**TASK DESCRIPTION:**
Look through the listing and locate every line containing the word "configured"; copy those lines.

ENTRIES SUPPLIED START

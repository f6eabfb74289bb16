use std::collections::HashMap;

use ragdb_core::error::{Error, Result};
use ragdb_core::types::SearchHit;

/// Rank damping constant of reciprocal-rank fusion.
pub const RRF_K: f64 = 60.0;

pub const DEFAULT_ALPHA: f64 = 0.6;

/// Weighted reciprocal-rank fusion of a vector and a lexical ranking.
///
/// Rank `r` (1-based) in the vector ranking contributes `alpha / (r + 60)`,
/// in the lexical ranking `(1 - alpha) / (r + 60)`. Documents are keyed by
/// their text: identical chunks collapse into one fused entry.
#[derive(Debug, Clone, Copy, PartialEq)]
pub struct FusionEngine {
    alpha: f64,
}

impl Default for FusionEngine {
    fn default() -> Self { Self { alpha: DEFAULT_ALPHA } }
}

impl FusionEngine {
    pub fn new(alpha: f64) -> Result<Self> {
        if !(0.0..=1.0).contains(&alpha) {
            return Err(Error::InvalidConfig(format!("fusion alpha must lie in [0, 1], got {alpha}")));
        }
        Ok(Self { alpha })
    }

    pub fn alpha(&self) -> f64 { self.alpha }

    /// Fuse both rankings and keep the best `k`.
    ///
    /// Sorted by descending fused score. Exact ties keep first-encounter
    /// order, vector ranking first.
    pub fn fuse<V, L>(&self, vector_ranking: &[V], lexical_ranking: &[L], k: usize) -> Vec<SearchHit>
    where
        V: AsRef<str>,
        L: AsRef<str>,
    {
        let mut fused: Vec<SearchHit> = Vec::with_capacity(vector_ranking.len() + lexical_ranking.len());
        let mut slot: HashMap<&str, usize> = HashMap::new();

        for (i, doc) in vector_ranking.iter().enumerate() {
            let hit = entry(&mut fused, &mut slot, doc.as_ref());
            hit.score += self.alpha * reciprocal_rank(i + 1);
            hit.vector_rank.get_or_insert(i + 1);
        }
        for (i, doc) in lexical_ranking.iter().enumerate() {
            let hit = entry(&mut fused, &mut slot, doc.as_ref());
            hit.score += (1.0 - self.alpha) * reciprocal_rank(i + 1);
            hit.text_rank.get_or_insert(i + 1);
        }

        // stable: equal scores stay in first-encounter order
        fused.sort_by(|a, b| b.score.total_cmp(&a.score));
        fused.truncate(k);
        fused
    }
}

fn reciprocal_rank(rank: usize) -> f64 { 1.0 / (rank as f64 + RRF_K) }

fn entry<'a, 'd>(fused: &'a mut Vec<SearchHit>, slot: &mut HashMap<&'d str, usize>, doc: &'d str) -> &'a mut SearchHit {
    let pos = *slot.entry(doc).or_insert_with(|| {
        fused.push(SearchHit { text: doc.to_string(), score: 0.0, vector_rank: None, text_rank: None });
        fused.len() - 1
    });
    &mut fused[pos]
}
use std::hash::{Hash, Hasher};

use twox_hash::XxHash64;

use ragdb_core::traits::Embedder;

/// Deterministic bag-of-words embedder.
///
/// Every lowercased whitespace token is hashed with xxHash64 into one of
/// `dim` buckets with a hash-derived weight; the sum is L2-normalised.
/// Texts sharing tokens land close together, which is all a local fallback
/// needs. Empty text maps to the zero vector.
#[derive(Debug, Clone)]
pub struct HashEmbedder {
    id: String,
    dim: usize,
}

impl HashEmbedder {
    pub fn new(model: &str, dim: usize) -> Self {
        Self { id: format!("hash:{model}:d{dim}"), dim }
    }

    /// Infallible form of [`Embedder::embed`].
    pub fn vector(&self, text: &str) -> Vec<f32> {
        let mut v = vec![0f32; self.dim];
        if self.dim == 0 {
            return v;
        }
        for token in text.split_whitespace() {
            let mut hasher = XxHash64::with_seed(0);
            token.to_lowercase().hash(&mut hasher);
            let h = hasher.finish();
            let idx = (h % self.dim as u64) as usize;
            v[idx] += 0.5 + ((h >> 32) as u32) as f32 / u32::MAX as f32;
        }
        let norm = v.iter().map(|x| x * x).sum::<f32>().sqrt();
        if norm > 0.0 {
            for x in &mut v { *x /= norm; }
        }
        v
    }
}

impl Embedder for HashEmbedder {
    fn embedder_id(&self) -> &str { &self.id }

    fn dim(&self) -> usize { self.dim }

    fn embed(&self, text: &str) -> anyhow::Result<Vec<f32>> { Ok(self.vector(text)) }
}
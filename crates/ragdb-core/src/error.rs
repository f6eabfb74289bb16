use thiserror::Error;

#[derive(Debug, Error)]
pub enum Error {
    /// A vector's length differs from the index dimension. Fatal to the one
    /// insert or search it belongs to.
    #[error("Dimension mismatch: expected {expected}, got {actual}")]
    DimensionMismatch { expected: usize, actual: usize },

    /// The embedding collaborator failed. Recovered by the fallback embedder,
    /// surfaced only by code that calls a provider directly.
    #[error("Embedding unavailable: {0}")]
    EmbeddingUnavailable(String),

    /// Persisted state was built by a different embedding method.
    #[error("Persisted index built with '{persisted}', configured embedder is '{configured}'")]
    SchemaStale { persisted: String, configured: String },

    /// Growing the vector arena failed; the index keeps its previous capacity.
    #[error("Capacity exhausted: cannot grow vector index to {requested} entries")]
    CapacityExhausted { requested: usize },

    #[error("Invalid configuration: {0}")]
    InvalidConfig(String),

    #[error("Not found: {0}")]
    NotFound(String),

    #[error("Corrupt persisted state: {0}")]
    Corrupt(String),

    #[error("Lexical index failure: {0}")]
    Lexical(String),

    /// A task on the blocking pool panicked or was cancelled.
    #[error("Background task failed: {0}")]
    Background(String),

    #[error("I/O error: {0}")]
    Io(#[from] std::io::Error),
}

impl Error {
    /// Errors that abort a whole batch rather than the single document.
    pub fn is_fatal(&self) -> bool {
        !matches!(self, Error::DimensionMismatch { .. } | Error::EmbeddingUnavailable(_))
    }
}

pub type Result<T> = std::result::Result<T, Error>;
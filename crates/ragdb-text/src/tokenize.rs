/// Punctuation that separates terms in addition to whitespace. ASCII
/// punctuation plus the common marks of Devanagari, CJK, Arabic and
/// typographic quoting.
const EXTRA_PUNCTUATION: &[char] = &[
    '।', '॥', '、', '。', '，', '．', '！', '？', '：', '；', '「', '」', '『', '』', '（', '）', '【', '】',
    '“', '”', '‘', '’', '«', '»', '…', '–', '—', '¡', '¿', '·', '،', '؛', '؟', '・', '〈', '〉', '《', '》',
];

fn is_separator(c: char) -> bool {
    c.is_whitespace() || c.is_ascii_punctuation() || EXTRA_PUNCTUATION.contains(&c)
}

/// Split `text` into lowercased terms.
///
/// A term is a maximal run of characters that are neither whitespace nor
/// punctuation, kept only if it is longer than one character. Letters of
/// any script, digits and combining marks stay inside the term.
pub fn tokenize(text: &str) -> Vec<String> {
    text.split(is_separator)
        .filter(|run| run.chars().count() > 1)
        .map(str::to_lowercase)
        .collect()
}

#[cfg(test)]
mod tests {
    use super::*;

    #[test]
    fn splits_on_ascii_punctuation() {
        assert_eq!(tokenize("Apple-pie, (recipe)!"), vec!["apple", "pie", "recipe"]);
    }

    #[test]
    fn keeps_combining_marks_inside_terms() {
        // "हिन्दी भाषा।" : the virama and vowel signs must not split the words.
        assert_eq!(tokenize("हिन्दी भाषा।"), vec!["हिन्दी", "भाषा"]);
    }

    #[test]
    fn drops_single_character_runs() {
        assert_eq!(tokenize("a b cd e"), vec!["cd"]);
        assert!(tokenize("?!. ,").is_empty());
    }
}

ENTRIES SUPPLIED END

**RESPONSE FOR THIS EXERCISE:**
    #[error("Persisted index built with '{persisted}', configured embedder is '{configured}'")]
    SchemaStale { persisted: String, configured: String },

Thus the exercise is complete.